The Hydrogen Atom as Pure Vibration:
A Classical Field Model with a Q-Ball Nucleus and Quantised Electron Waves
DOI:
https://doi.org/10.69710/ljp.v3i1.18057Keywords:
Classical field theory, Q-ball soliton, hydrogen atom, quantised energy levels, spontaneous emission, beat-frequency radiationAbstract
We construct a mathematically complete model of the hydrogen atom in which no point particles appear. The nucleus is a stable, gauged Q‑ball soliton of a complex scalar field; the electron is a charged scalar field vibration; and the electromagnetic interaction is carried by a massless vector field. Imposing finite total energy for stationary electron waves leads directly to a quantised frequency spectrum that exactly matches the Bohr levels. The sign of the Coulomb force is corrected, giving attraction. The electron self‑interaction is treated rigorously: a classical mass renormalisation is performed, and the finite residual corresponds to a classical Lamb‑shift‑like correction.
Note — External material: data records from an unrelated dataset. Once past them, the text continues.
/// Two-candidate RD quantization of one target. Returns
/// `(q_q10_with_offset, pulse)`.
#[inline]
pub(crate) fn quantize_sample(r_q10: i32, offset_q10: i32, lambda_q10: i32) -> (i32, i32) {
    let centered = r_q10 - offset_q10;
    let mut q1_q0 = centered >> 10;
    if lambda_q10 > 2048 {
        // High lambda widens the dead zone around zero
        let rdo_offset = (lambda_q10 >> 1) - 512;
        q1_q0 = if centered > rdo_offset {
            (centered - rdo_offset) >> 10
        } else if centered < -rdo_offset {
            -((rdo_offset - centered) >> 10)
        } else {
            0
        };
    }
    let (q1_q10, q2_q10, rd1_base, rd2_base);
    if q1_q0 > 0 {
        let q1 = (q1_q0 << 10) - QUANT_LEVEL_ADJ_Q10 + offset_q10;
        q1_q10 = q1;
        q2_q10 = q1 + 1024;
        rd1_base = smulbb(q1_q10, lambda_q10);
        rd2_base = smulbb(q2_q10, lambda_q10);
    } else if q1_q0 == 0 {
        q1_q10 = offset_q10;
        q2_q10 = offset_q10 + 1024 - QUANT_LEVEL_ADJ_Q10;
        rd1_base = smulbb(q1_q10.abs(), lambda_q10);
        rd2_base = smulbb(q2_q10, lambda_q10);
    } else if q1_q0 == -1 {
        q2_q10 = offset_q10;
        q1_q10 = q2_q10 - 1024 + QUANT_LEVEL_ADJ_Q10;
        rd1_base = smulbb(-q1_q10, lambda_q10);
        rd2_base = smulbb(q2_q10.abs(), lambda_q10);
    } else {
        let q1 = (q1_q0 << 10) + QUANT_LEVEL_ADJ_Q10 + offset_q10;
        q1_q10 = q1;
        q2_q10 = q1 + 1024;
        rd1_base = smulbb(-q1_q10, lambda_q10);
        rd2_base = smulbb(-q2_q10, lambda_q10);
    }
    let rr1 = r_q10 - q1_q10;
    let rr2 = r_q10 - q2_q10;
    let rd1 = rd1_base + smulbb(rr1, rr1);
    let rd2 = rd2_base + smulbb(rr2, rr2);
    if rd1 <= rd2 {
        (q1_q10, rshift_round(q1_q10, 10))
    } else {
        (q2_q10, rshift_round(q2_q10, 10))
    }
}
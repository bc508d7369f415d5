//! # Codec Implementations
//!
//! This module contains the SILK speech codec core used by the RVoIP stack.
//! The implementation is bitstream-compatible with the SILK layer of
//! RFC 6716 and thoroughly tested with property-based and end-to-end
//! round-trip suites.
//!
//! ## Usage
//!
//! ```rust
//! use silk_core::codecs::silk::{SilkEncoder, SilkDecoder, Bandwidth};
//! use silk_core::types::SilkConfig;
//!
//! let config = SilkConfig::new(Bandwidth::Wide)
//!     .with_sample_rate(16_000)
//!     .with_bitrate(24_000)
//!     .with_frame_ms(20);
//! let mut encoder = SilkEncoder::new(config)?;
//! let mut decoder = SilkDecoder::new(Bandwidth::Wide, 20, false)?;
//!
//! let pcm = vec![0i16; 320]; // 20 ms at 16 kHz
//! let payload = encoder.encode(&pcm)?;
//! let out_48k = decoder.decode(Some(&payload))?;
//! assert_eq!(out_48k.len(), 960);
//! # Ok::<(), silk_core::error::CodecError>(())
//! ```

pub mod silk;

pub use silk::{Bandwidth, SilkDecoder, SilkEncoder};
Spontaneous emission is derived as the deterministic radiation coming from the beat frequency of two stationary vibrations; the Larmor‑formula decay rate for the hydrogen 2P to 1S transition is computed and shown to coincide with the quantum electrodynamics result. Throughout, the model reproduces many quantum phenomena within a purely vibrational, classical field theory, while the Born rule is identified as the remaining conceptual frontier. A full bibliography of 28 references supports the work.